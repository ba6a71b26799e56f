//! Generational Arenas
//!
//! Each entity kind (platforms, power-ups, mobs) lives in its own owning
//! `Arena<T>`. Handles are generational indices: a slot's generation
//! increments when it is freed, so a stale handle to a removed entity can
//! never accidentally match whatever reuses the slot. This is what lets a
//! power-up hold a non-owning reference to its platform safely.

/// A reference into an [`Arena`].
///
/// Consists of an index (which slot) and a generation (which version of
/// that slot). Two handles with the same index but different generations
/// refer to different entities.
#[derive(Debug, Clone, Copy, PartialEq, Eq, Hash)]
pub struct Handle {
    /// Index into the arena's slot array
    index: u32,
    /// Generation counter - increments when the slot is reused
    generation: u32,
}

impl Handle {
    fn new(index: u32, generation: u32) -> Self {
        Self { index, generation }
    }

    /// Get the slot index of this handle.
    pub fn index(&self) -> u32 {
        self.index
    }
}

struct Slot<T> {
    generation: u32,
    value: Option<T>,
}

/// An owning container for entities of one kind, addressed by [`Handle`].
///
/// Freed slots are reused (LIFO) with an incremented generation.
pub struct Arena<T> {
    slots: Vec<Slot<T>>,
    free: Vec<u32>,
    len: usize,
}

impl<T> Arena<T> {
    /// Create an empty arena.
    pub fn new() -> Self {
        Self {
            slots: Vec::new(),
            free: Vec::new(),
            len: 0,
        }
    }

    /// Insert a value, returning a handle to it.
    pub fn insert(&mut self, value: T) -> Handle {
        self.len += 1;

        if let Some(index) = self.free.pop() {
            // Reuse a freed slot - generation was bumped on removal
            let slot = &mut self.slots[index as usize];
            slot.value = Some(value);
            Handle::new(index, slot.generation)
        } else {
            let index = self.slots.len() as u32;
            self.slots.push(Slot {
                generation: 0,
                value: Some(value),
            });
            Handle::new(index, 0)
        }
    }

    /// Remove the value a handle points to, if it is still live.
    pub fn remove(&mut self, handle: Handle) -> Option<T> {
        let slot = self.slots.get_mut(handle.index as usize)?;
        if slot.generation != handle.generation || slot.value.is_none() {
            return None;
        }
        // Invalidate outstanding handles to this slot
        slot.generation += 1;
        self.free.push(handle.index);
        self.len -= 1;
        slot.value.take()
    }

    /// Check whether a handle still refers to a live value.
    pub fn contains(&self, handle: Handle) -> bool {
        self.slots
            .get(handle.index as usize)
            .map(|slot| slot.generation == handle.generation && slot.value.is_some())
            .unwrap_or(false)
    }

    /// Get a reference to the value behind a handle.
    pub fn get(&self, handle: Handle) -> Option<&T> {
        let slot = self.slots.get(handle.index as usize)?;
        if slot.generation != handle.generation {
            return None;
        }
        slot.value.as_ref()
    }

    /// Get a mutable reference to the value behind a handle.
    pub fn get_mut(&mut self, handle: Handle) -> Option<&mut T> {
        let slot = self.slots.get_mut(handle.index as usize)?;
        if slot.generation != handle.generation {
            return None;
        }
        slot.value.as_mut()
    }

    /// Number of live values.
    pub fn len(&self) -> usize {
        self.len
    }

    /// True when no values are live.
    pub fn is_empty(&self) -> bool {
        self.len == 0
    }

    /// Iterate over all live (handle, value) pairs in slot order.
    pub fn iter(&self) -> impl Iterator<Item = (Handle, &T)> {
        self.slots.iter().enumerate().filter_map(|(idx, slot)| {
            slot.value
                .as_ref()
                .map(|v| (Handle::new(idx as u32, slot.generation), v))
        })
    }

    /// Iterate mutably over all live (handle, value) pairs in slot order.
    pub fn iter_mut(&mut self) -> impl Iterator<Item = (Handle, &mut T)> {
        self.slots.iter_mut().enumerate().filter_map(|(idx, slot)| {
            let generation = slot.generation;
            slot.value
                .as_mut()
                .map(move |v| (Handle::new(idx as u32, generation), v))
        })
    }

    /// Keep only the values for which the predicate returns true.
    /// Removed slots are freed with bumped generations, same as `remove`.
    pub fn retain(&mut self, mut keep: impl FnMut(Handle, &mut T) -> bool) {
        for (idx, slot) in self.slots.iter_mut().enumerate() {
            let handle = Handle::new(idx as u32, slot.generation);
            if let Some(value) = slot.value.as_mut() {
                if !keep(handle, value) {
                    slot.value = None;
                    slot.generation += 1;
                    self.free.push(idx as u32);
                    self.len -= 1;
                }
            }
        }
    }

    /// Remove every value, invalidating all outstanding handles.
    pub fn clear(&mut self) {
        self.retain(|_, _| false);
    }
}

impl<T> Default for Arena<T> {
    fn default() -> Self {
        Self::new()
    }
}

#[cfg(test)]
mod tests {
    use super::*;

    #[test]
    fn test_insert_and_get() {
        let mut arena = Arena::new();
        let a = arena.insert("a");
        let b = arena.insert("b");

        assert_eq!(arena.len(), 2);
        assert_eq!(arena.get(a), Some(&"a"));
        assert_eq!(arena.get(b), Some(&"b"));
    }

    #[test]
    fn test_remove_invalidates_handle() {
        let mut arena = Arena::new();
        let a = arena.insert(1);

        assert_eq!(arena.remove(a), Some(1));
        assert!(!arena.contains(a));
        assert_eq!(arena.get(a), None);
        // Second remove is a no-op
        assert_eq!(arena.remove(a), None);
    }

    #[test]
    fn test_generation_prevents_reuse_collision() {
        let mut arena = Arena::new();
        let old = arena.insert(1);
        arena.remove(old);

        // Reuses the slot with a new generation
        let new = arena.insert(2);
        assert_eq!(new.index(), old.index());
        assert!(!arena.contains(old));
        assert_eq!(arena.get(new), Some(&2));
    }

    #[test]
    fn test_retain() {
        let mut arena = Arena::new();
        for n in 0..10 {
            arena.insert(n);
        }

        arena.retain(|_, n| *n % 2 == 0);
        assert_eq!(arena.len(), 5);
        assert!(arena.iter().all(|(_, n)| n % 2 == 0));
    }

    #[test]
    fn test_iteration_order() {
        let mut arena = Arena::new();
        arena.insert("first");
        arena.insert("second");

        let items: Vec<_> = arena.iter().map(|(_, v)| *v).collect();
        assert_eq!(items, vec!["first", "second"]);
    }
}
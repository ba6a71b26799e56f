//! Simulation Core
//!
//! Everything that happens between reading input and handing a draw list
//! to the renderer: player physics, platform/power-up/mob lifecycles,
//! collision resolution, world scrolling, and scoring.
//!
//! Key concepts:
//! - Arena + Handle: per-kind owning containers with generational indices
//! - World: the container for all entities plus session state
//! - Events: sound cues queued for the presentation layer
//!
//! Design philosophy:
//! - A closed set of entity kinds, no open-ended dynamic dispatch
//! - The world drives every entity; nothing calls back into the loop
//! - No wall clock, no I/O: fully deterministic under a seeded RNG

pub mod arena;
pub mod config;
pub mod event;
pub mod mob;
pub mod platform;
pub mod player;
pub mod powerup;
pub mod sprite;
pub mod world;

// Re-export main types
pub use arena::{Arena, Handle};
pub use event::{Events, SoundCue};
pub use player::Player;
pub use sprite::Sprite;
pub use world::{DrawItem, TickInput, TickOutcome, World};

**What to do**
Starting at the line that contains "let items: Vec<_>", output each remaining line of the listing, the last line included, exactly as it appears.

**Solved exercise**
        let items: Vec<_> = arena.iter().map(|(_, v)| *v).collect();
        assert_eq!(items, vec!["first", "second"]);
    }
}
repository ba6a71b26799e56f
//! Simulation Core
//!
//! Everything that happens between reading input and handing a draw list
//! to the renderer: player physics, platform/power-up/mob lifecycles,
//! collision resolution, world scrolling, and scoring.
//!
//! Key concepts:
//! - Arena + Handle: per-kind owning containers with generational indices
//! - World: the container for all entities plus session state
//! - Events: sound cues queued for the presentation layer
//!
//! Design philosophy:
//! - A closed set of entity kinds, no open-ended dynamic dispatch
//! - The world drives every entity; nothing calls back into the loop
//! - No wall clock, no I/O: fully deterministic under a seeded RNG

pub mod arena;
pub mod config;
pub mod event;
pub mod mob;
pub mod platform;
pub mod player;
pub mod powerup;
pub mod sprite;
pub mod world;

// Re-export main types
pub use arena::{Arena, Handle};
pub use event::{Events, SoundCue};
pub use player::Player;
pub use sprite::Sprite;
pub use world::{DrawItem, TickInput, TickOutcome, World};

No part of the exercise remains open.